And so, please, follow me as we step out the back door (watch out for chook poo) and come wander with me!


Bit of a mud map to guide you - bigger one at the end of the post!



First stop is the top chook pen with all the new chooks in it. The husband has built the U-Beaut Chook house (thats Australian for very good!) especially for our tropical conditions. It big and breezy inside and has waterproof space underneath for them to scratch around in on those weeks that it rains and rains and rains. The feeders are made from drainage pipes and have covers so we can stop the possums and rats from feasting on the chook food all night. The nesting boxes are at the side and are accessible from outside the pen and high enough to not hurt your back getting  the eggs. The new native bee hive of Trigona Hockingsii are in the white box above the nesting box under cover and facing east.
 
The isolation pen has been moved close to the big chooks so wee Autumn isn't lonely but not so close she cant pass on any bugs or diseases that she may have arrived with.
This all sits beside the pergola so that we can have all the fun of watching the chooks while eating our dinner (scraps just get thrown over the top) or reading a book.

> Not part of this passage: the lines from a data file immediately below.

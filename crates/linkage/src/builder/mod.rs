//! Compositional mechanism construction.
//!
//! Purpose
//! - Emit reusable operator sub-graphs (straight-line generators, axes,
//!   zoomers, adders, subtractors, movers, inverters, squarers), each a
//!   fixed block of vertices referencing only earlier ids, wired so that
//!   rigid-link distance constraints enforce the target algebraic
//!   relation.
//! - Compose operators into mechanical calculators by feeding one
//!   operator's output id into the next, in the tradition of Peaucellier
//!   inversors and Kempe linkage arithmetic.
//!
//! Every operator validates its input ids and returns the id of its
//! principal output vertex. Feasibility of all intersections across the
//! operating sweep of the inputs is the operator author's responsibility;
//! ranges that leave an operator's working envelope surface as geometry
//! errors at evaluation time.

mod ops;
mod state;

pub use state::LinkageBuilder;

#[cfg(test)]
mod tests;
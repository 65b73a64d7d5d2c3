//! Planar linkage kinematics: constraint graphs of rigid links, resolved
//! frame by frame through closed-form circle intersections.
//!
//! Layout
//! - `geom`: the circle–circle intersection primitive.
//! - `linkage`: the vertex model and the per-frame evaluator.
//! - `builder`: compositional operator library (straight lines, axes,
//!   zoomers, adders, subtractors, movers, inverters, squarers).
//! - `mechanisms`: prebuilt demo mechanisms.
//!
//! A mechanism is a dense array of vertices where every driven vertex
//! references only strictly earlier ids, so one ascending pass per frame
//! resolves all positions without a topological sort. Rendering is not
//! part of this crate; callers consume `positions()`, `edges()`, and the
//! tracking/color bookkeeping.

pub mod builder;
pub mod geom;
pub mod linkage;
pub mod mechanisms;

/// Library version string.
pub const VERSION: &str = env!("CARGO_PKG_VERSION");

pub use nalgebra::Vector2 as Vec2;

/// Common exports for quick imports in callers.
pub mod prelude {
    pub use crate::builder::LinkageBuilder;
    pub use crate::geom::{circle_intersections, parallelogram_area, IntersectError};
    pub use crate::linkage::{Color, EvalCfg, Linkage, LinkageError, Vertex, VertexId};
    pub use nalgebra::Vector2 as Vec2;
}
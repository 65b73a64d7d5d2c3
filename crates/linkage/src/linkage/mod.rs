//! Linkage graphs and the per-frame evaluator.
//!
//! Purpose
//! - Represent a mechanism as a dense array of vertices, each carrying its
//!   own resolution rule (fixed, driver, or driven), plus the display
//!   bookkeeping an external renderer consumes.
//! - Resolve all positions for a frame in one ascending pass; the
//!   construction-time ordering invariant (driven vertices reference only
//!   strictly smaller ids) makes topological sorting unnecessary.
//!
//! Error policy
//! - Construction problems (ordering violations, invalid parameters,
//!   unknown references) fail the constructor.
//! - Per-frame geometry failures are recoverable: `advance` logs them and
//!   holds the previous position, `try_advance` surfaces them.

mod error;
mod eval;
mod types;

pub use error::LinkageError;
pub use eval::Linkage;
pub use types::{Color, EvalCfg, Vertex, VertexId, DEFAULT_COLOR};
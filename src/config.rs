//! Application-wide constants and compile-time configuration.
//!
//! Timing and buffer limits live here so they can be tuned in one place.

use std::time::Duration;

// Device writes

/// How long a single report may wait for the gadget endpoint to drain
/// before it is given up.
pub const WRITE_TIMEOUT: Duration = Duration::from_millis(1000);

// Input

/// Size of the structured-mode line buffer. Lines keep at most
/// `LINE_BUFFER_LEN - 1` characters; the rest of the line is dropped.
pub const LINE_BUFFER_LEN: usize = 32;

// Logging

/// Log filter when `-d` is not given. `RUST_LOG` overrides both.
pub const DEFAULT_LOG_FILTER: &str = "warn";

/// Log filter with `-d`.
pub const DEBUG_LOG_FILTER: &str = "zerohid=debug";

Near the house, we also have our citrus trees. In that clump is a lemon, grapefruit, kumquat  and kaffier lime leaf bush. In hindsight, they are way too close together. We have been battling a stinkbug problem (link to solution here) for a few years and this year there is actually new green growth on the trees. The lemons aren't the best - on my to do list is to see what the citrus's need and to give it to them. The lime leaves are the only real thing we harvest off here in any quantity. The grey water from the shower comes out onto these plants or the lawn if its really brown...

See the neighbours? We are so lucky to have such fantastic people living next door. We are definitely in suburbia and on a main road although these pictures dont show that very well.


From the pergola looking down the garden is this view. Living in Sunny Queensland means that we can hang washing on the line at any time of the night or day and have it dried in 15 - 20 minutes! We have two lines that go the length of the yard that can be put up or taken down depending on the amount of washing or the activities taking place in the garden. Its the area that gets the most "discussion" as I want to have as much "no mow" as possible and he wants to have a glorious green vista (a hangover from his English heritage).


Further down the garden is this arch. Its just out of shot in the above picture. We have just finished killing off the huge bourganvillia that grew over the arch and through the macadamia on the right. It was going to take over the canopy of trees and even though in full flower it was spectacular, it had to go as no one could prune anything due to the thorns. The hole in the ground in this photo is from the hangi. I'm going to get the husband to put the picnic table top over the top of this and I will practice my yoga on it and we still have the hole for the next Hangi. This area I want to plant out in edible shrubs this year to make it low maintenance but to still give us some return.


Behind the lattice that you can just see in the above photo is the gates into our two of the neighbours back yards. We have five neighbours and get on so well with four of them that we have gates between all the back yards. One neighbour brings her grandchildren over to feed the chooks, another as a shortcut to visit our other neighbour instead of shouting across our yard. Its a wonderful feeling of community! Neighbours often arrive at the pergola and not the front door!


When you pop out of that lattice tunnel that leads to the neighbours, you enter the vege garden - currently draped in various palm fronds to protect the seedlings from the harsh midday sun. Not attractive but practical. Any one invited here is definitely a friend as this is not the part of the garden that impresses people; not with its aesthetics nor its productivity! This year I'm aiming for salad greens rather than every night veges. Its not big enough to produce the variety and quanity required and I have spent about $300 on possum proofing and don't want to extend the garden and the cost - as my husband has pointed out, How many nights veges could I have bought with $300??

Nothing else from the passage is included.